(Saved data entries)
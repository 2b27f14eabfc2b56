use anyhow::Result;
use serde::{Deserialize, Serialize};
use std::path::PathBuf;
use std::time::Duration;

/// Environment variable that overrides the backend base URL
pub const API_URL_ENV: &str = "ESIMSTATUS_API_URL";

/// Loopback backend used for development builds
pub const DEV_API_URL: &str = "http://localhost:8000";

/// Hosted backend used for release builds
pub const PROD_API_URL: &str = "https://api.esimstatus.com";

#[derive(Debug, Clone, Serialize, Deserialize)]
pub struct ApiConfig {
    /// Backend base URL (falls back to the build default)
    #[serde(skip_serializing_if = "Option::is_none")]
    pub base_url: Option<String>,

    /// Client-side limit for the eSIM status check
    #[serde(default = "default_check_timeout")]
    pub check_timeout_secs: u64,

    /// Client-side limit for every other call
    #[serde(default = "default_request_timeout")]
    pub request_timeout_secs: u64,
}

fn default_check_timeout() -> u64 {
    240
}

fn default_request_timeout() -> u64 {
    60
}

impl Default for ApiConfig {
    fn default() -> Self {
        Self {
            base_url: None,
            check_timeout_secs: default_check_timeout(),
            request_timeout_secs: default_request_timeout(),
        }
    }
}

impl ApiConfig {
    pub fn check_timeout(&self) -> Duration {
        Duration::from_secs(self.check_timeout_secs.max(1))
    }

    pub fn request_timeout(&self) -> Duration {
        Duration::from_secs(self.request_timeout_secs.max(1))
    }
}

#[derive(Debug, Clone, Copy, PartialEq, Eq, Serialize, Deserialize, Default)]
#[serde(rename_all = "lowercase")]
pub enum RenewalMode {
    /// Fixed base price, currency choice only
    #[default]
    Simple,
    /// Pick one of the backend's packages
    Packages,
}

#[derive(Debug, Clone, Serialize, Deserialize)]
pub struct RenewalConfig {
    #[serde(default)]
    pub mode: RenewalMode,

    /// Display price in the simple flow; the backend decides the real charge
    #[serde(default = "default_base_price")]
    pub base_price: f64,

    #[serde(default = "default_base_currency")]
    pub base_currency: String,

    #[serde(default = "default_renewal_days")]
    pub renewal_days: u32,
}

fn default_base_price() -> f64 {
    10.0
}

fn default_base_currency() -> String {
    "USD".to_string()
}

fn default_renewal_days() -> u32 {
    7
}

impl Default for RenewalConfig {
    fn default() -> Self {
        Self {
            mode: RenewalMode::default(),
            base_price: default_base_price(),
            base_currency: default_base_currency(),
            renewal_days: default_renewal_days(),
        }
    }
}

/// Optional `#RRGGBB` overrides for the built-in palette
#[derive(Debug, Clone, Serialize, Deserialize, Default)]
pub struct ThemeConfig {
    #[serde(skip_serializing_if = "Option::is_none")]
    pub accent: Option<String>,
    #[serde(skip_serializing_if = "Option::is_none")]
    pub success: Option<String>,
    #[serde(skip_serializing_if = "Option::is_none")]
    pub warning: Option<String>,
    #[serde(skip_serializing_if = "Option::is_none")]
    pub danger: Option<String>,
    #[serde(skip_serializing_if = "Option::is_none")]
    pub text: Option<String>,
}

#[derive(Debug, Clone, Serialize, Deserialize, Default)]
pub struct AppConfig {
    #[serde(default)]
    pub api: ApiConfig,

    #[serde(default)]
    pub renewal: RenewalConfig,

    #[serde(default)]
    pub theme: ThemeConfig,
}

impl AppConfig {
    /// Get the config file path
    fn config_path() -> Result<PathBuf> {
        let config_dir = dirs::config_dir()
            .ok_or_else(|| anyhow::anyhow!("Could not find config directory"))?
            .join("esimstatus");

        if let Err(e) = std::fs::create_dir_all(&config_dir) {
            tracing::warn!("Could not create config directory: {}", e);
        }

        Ok(config_dir.join("config.toml"))
    }

    /// Load config from file, or create default
    pub fn load() -> Result<Self> {
        let path = match Self::config_path() {
            Ok(p) => p,
            Err(_) => return Ok(AppConfig::default()),
        };

        if path.exists() {
            match std::fs::read_to_string(&path) {
                Ok(content) => match toml::from_str(&content) {
                    Ok(config) => return Ok(config),
                    Err(e) => {
                        // Keep the user's broken file; run on defaults
                        tracing::warn!("Failed to parse config {}: {}", path.display(), e);
                        return Ok(AppConfig::default());
                    }
                },
                Err(e) => tracing::warn!("Failed to read config: {}", e),
            }
        }

        let config = AppConfig::default();
        if let Err(e) = config.save() {
            tracing::warn!("Could not write default config: {}", e);
        }
        Ok(config)
    }

    /// Save config to file
    pub fn save(&self) -> Result<()> {
        let path = Self::config_path()?;

        let mut clean_config = self.clone();
        if clean_config.api.base_url.as_ref().is_some_and(|u| u.trim().is_empty()) {
            clean_config.api.base_url = None;
        }

        let content = toml::to_string_pretty(&clean_config)?;
        std::fs::write(path, content)?;
        Ok(())
    }

    /// Pick the backend URL: CLI flag, then environment, then file, then build default
    pub fn resolve_base_url(&self, cli: Option<&str>, env: Option<&str>) -> String {
        let chosen = [cli, env, self.api.base_url.as_deref()]
            .into_iter()
            .flatten()
            .map(str::trim)
            .find(|s| !s.is_empty())
            .unwrap_or(default_base_url());

        chosen.trim_end_matches('/').to_string()
    }
}

/// Loopback while developing, the hosted API otherwise
pub fn default_base_url() -> &'static str {
    if cfg!(debug_assertions) {
        DEV_API_URL
    } else {
        PROD_API_URL
    }
}
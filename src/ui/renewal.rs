//! Popups for each step of a renewal attempt

use ratatui::{
    style::{Color, Modifier, Style},
    text::{Line, Span},
    Frame,
};

use super::components::{field_line, hint_line, input_line, render_popup, section_title, spinner};
use super::{accent, bg_selected, centered_rect, danger, success, text, text_dim, warning};
use crate::app::App;
use crate::currency::format_currency;
use crate::renewal::order::{ConfirmationSummary, OrderTone};
use crate::renewal::{Pricing, RenewalStep, Selection};

pub fn draw_renewal(f: &mut Frame, app: &App) {
    let area = f.area();
    let popup_area = centered_rect(
        if area.width < 80 { 95 } else { 60 },
        if area.height < 30 { 90 } else { 60 },
        area,
    );
    let title = app.renewal.title();

    let (color, lines) = match &app.renewal {
        RenewalStep::Idle => return,
        RenewalStep::PackageSelection(selection) => (accent(), selection_lines(app, selection)),
        RenewalStep::OrderCreating => (accent(), busy_lines("Creating your renewal order...")),
        RenewalStep::PaymentConfirming => (accent(), busy_lines("Verifying your payment...")),
        RenewalStep::AwaitingExternalCheckout {
            order_id,
            checkout_url,
            return_input,
        } => {
            let mut lines = vec![
                Line::from(""),
                Line::from(Span::styled(
                    "Checkout has been opened in your browser.",
                    Style::default().fg(text()).add_modifier(Modifier::BOLD),
                )),
            ];
            if let Some(id) = order_id {
                lines.push(field_line("Order ID", id.as_str(), text()));
            }
            lines.extend([
                Line::from(""),
                Line::from(Span::styled("If it did not open, visit:", Style::default().fg(text_dim()))),
                Line::from(Span::styled(checkout_url.clone(), Style::default().fg(accent()))),
                Line::from(""),
                Line::from(Span::styled(
                    "After paying, paste the address your browser was sent back to:",
                    Style::default().fg(text_dim()),
                )),
                input_line(return_input, "https://.../renewal/success?session_id=...", true),
                Line::from(""),
                hint_line(&[("Enter", "confirm (empty: reopen checkout)"), ("Esc", "abandon")]),
            ]);
            (accent(), lines)
        }
        RenewalStep::Succeeded { order } => {
            let summary = ConfirmationSummary::for_order(order);
            let headline_color = if summary.needs_manual_processing { warning() } else { success() };
            let amount = match (order.amount.as_deref(), order.currency.as_deref()) {
                (Some(amount), Some(currency)) => match amount.trim().parse::<f64>() {
                    Ok(value) => format_currency(value, currency),
                    Err(_) => format!("{} {}", amount, currency),
                },
                (Some(amount), None) => amount.to_string(),
                _ => "-".to_string(),
            };

            let mut lines = vec![
                Line::from(""),
                Line::from(Span::styled(
                    summary.headline,
                    Style::default().fg(headline_color).add_modifier(Modifier::BOLD),
                )),
                Line::from(Span::styled(summary.body, Style::default().fg(text()))),
                Line::from(""),
                section_title("Order Details"),
                field_line("Order ID", order.order_id.as_deref().unwrap_or("-"), text()),
                field_line("ICCID", order.iccid.as_deref().unwrap_or("-"), text()),
                field_line("Provider", order.provider.as_deref().unwrap_or("-"), text()),
                field_line("Amount", amount, text()),
                field_line("Status", summary.status_label.clone(), tone_color(summary.tone)),
                Line::from(""),
            ];
            if summary.needs_manual_processing {
                lines.push(Line::from(Span::styled(
                    "Payment received successfully! There was a temporary issue with the provider API. \
                     You'll receive a confirmation email once your renewal is completed.",
                    Style::default().fg(warning()),
                )));
            } else {
                lines.push(Line::from(Span::styled(
                    "A confirmation email with your eSIM details will be sent to you shortly.",
                    Style::default().fg(text_dim()),
                )));
            }
            lines.push(Line::from(""));
            if order.order_id.is_some() {
                lines.push(hint_line(&[("e", "email details"), ("Enter", "home")]));
            } else {
                lines.push(hint_line(&[("Enter", "home")]));
            }
            (headline_color, lines)
        }
        RenewalStep::Failed { message } => (
            danger(),
            vec![
                Line::from(""),
                Line::from(Span::styled(message.clone(), Style::default().fg(danger()))),
                Line::from(""),
                hint_line(&[("Enter", "return home")]),
            ],
        ),
        RenewalStep::EmailEntry {
            input,
            error,
            sending,
            ..
        } => {
            let mut lines = vec![
                Line::from(""),
                Line::from(Span::styled(
                    "Send the order details to:",
                    Style::default().fg(text()),
                )),
                input_line(input, "you@example.com", !sending),
            ];
            if let Some(err) = error {
                lines.push(Line::from(Span::styled(err.clone(), Style::default().fg(danger()))));
            }
            lines.push(Line::from(""));
            if *sending {
                lines.push(Line::from(Span::styled("Sending...", Style::default().fg(text_dim()))));
            } else {
                lines.push(hint_line(&[("Enter", "send"), ("Esc", "skip")]));
            }
            (accent(), lines)
        }
        RenewalStep::EmailSent { recipient, .. } => (
            success(),
            vec![
                Line::from(""),
                Line::from(Span::styled(
                    format!("Order details sent to {}", recipient),
                    Style::default().fg(success()).add_modifier(Modifier::BOLD),
                )),
            ],
        ),
        RenewalStep::Cancelled => {
            let mut hints = vec![("Enter", "home")];
            if app.view.as_ref().is_some_and(|v| v.can_renew) {
                hints.insert(0, ("r", "try again"));
            }
            (
                danger(),
                vec![
                    Line::from(""),
                    Line::from(Span::styled(
                        "Your payment was cancelled. No charges have been made.",
                        Style::default().fg(text()),
                    )),
                    Line::from(""),
                    hint_line(&hints),
                ],
            )
        }
    };

    render_popup(f, popup_area, title, color, lines);
}

fn tone_color(tone: OrderTone) -> Color {
    match tone {
        OrderTone::Done => success(),
        OrderTone::Paid => accent(),
        OrderTone::Warning => warning(),
        OrderTone::Neutral => text_dim(),
    }
}

fn busy_lines(message: &str) -> Vec<Line<'static>> {
    let frame = spinner(std::time::UNIX_EPOCH.elapsed().map(|d| d.as_millis()).unwrap_or(0));
    vec![
        Line::from(""),
        Line::from(vec![
            Span::styled(format!("{} ", frame), Style::default().fg(accent())),
            Span::styled(message.to_string(), Style::default().fg(text())),
        ]),
    ]
}

fn selection_lines(app: &App, selection: &Selection) -> Vec<Line<'static>> {
    let mut lines = vec![Line::from("")];

    if let Some(view) = &app.view {
        lines.push(field_line("eSIM", view.iccid.clone(), text()));
        lines.push(field_line("Current plan", view.plan_name.clone(), text()));
        lines.push(Line::from(""));
    }

    if let Pricing::Packages { offers, selected, loading, .. } = &selection.pricing {
        lines.push(section_title("Package"));
        if *loading {
            lines.push(Line::from(Span::styled("  Loading packages...", Style::default().fg(text_dim()))));
        } else if offers.is_empty() {
            lines.push(Line::from(Span::styled("  No packages available", Style::default().fg(text_dim()))));
        } else {
            for (i, offer) in offers.iter().enumerate() {
                let data = match (offer.data_quantity.as_deref(), offer.data_unit.as_deref()) {
                    (Some(q), Some(u)) => format!("{} {}", q, u),
                    (Some(q), None) => q.to_string(),
                    _ => String::new(),
                };
                let days = offer
                    .validity_days
                    .as_deref()
                    .map(|d| format!("{} days", d))
                    .unwrap_or_default();
                let price = offer
                    .price
                    .map(|p| format_currency(p, offer.currency.as_deref().unwrap_or(selection.base_currency())))
                    .unwrap_or_default();

                let style = if i == *selected {
                    Style::default().bg(bg_selected()).fg(text())
                } else {
                    Style::default().fg(text_dim())
                };
                lines.push(Line::from(Span::styled(
                    format!("  {:<28} {:>8} {:>9} {:>10}", offer.display_name(), data, days, price),
                    style,
                )));
            }
        }
        lines.push(Line::from(""));
    }

    let currency_name = selection
        .currencies
        .get(selection.currency_index)
        .map(|c| c.name.clone())
        .unwrap_or_default();
    lines.push(Line::from(vec![
        Span::styled(format!("  {:<16}", "Currency"), Style::default().fg(text_dim())),
        Span::styled("◀ ", Style::default().fg(accent())),
        Span::styled(
            selection.currency_code().to_string(),
            Style::default().fg(text()).add_modifier(Modifier::BOLD),
        ),
        Span::styled(" ▶ ", Style::default().fg(accent())),
        Span::styled(currency_name, Style::default().fg(text_dim())),
    ]));

    let price = if selection.converting {
        "Converting...".to_string()
    } else {
        selection.price_label().unwrap_or_else(|| "-".to_string())
    };
    lines.push(field_line("Price", price, accent()));
    lines.push(Line::from(Span::styled(
        "  Converted prices are indicative; the final amount is shown at checkout.",
        Style::default().fg(text_dim()),
    )));

    if let Some(ref err) = selection.error {
        lines.push(Line::from(Span::styled(format!("  {}", err), Style::default().fg(danger()))));
    }

    lines.push(Line::from(""));
    let mut hints = vec![("←/→", "currency")];
    if matches!(selection.pricing, Pricing::Packages { .. }) {
        hints.push(("↑/↓", "package"));
    }
    hints.extend([("Enter", "checkout"), ("Esc", "cancel")]);
    lines.push(hint_line(&hints));

    lines
}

**WORK REQUIRED:** From the entries above, copy each line that holds "been".

**EXPECTED ANSWER:**
                    "Checkout has been opened in your browser.",
                        "Your payment was cancelled. No charges have been made.",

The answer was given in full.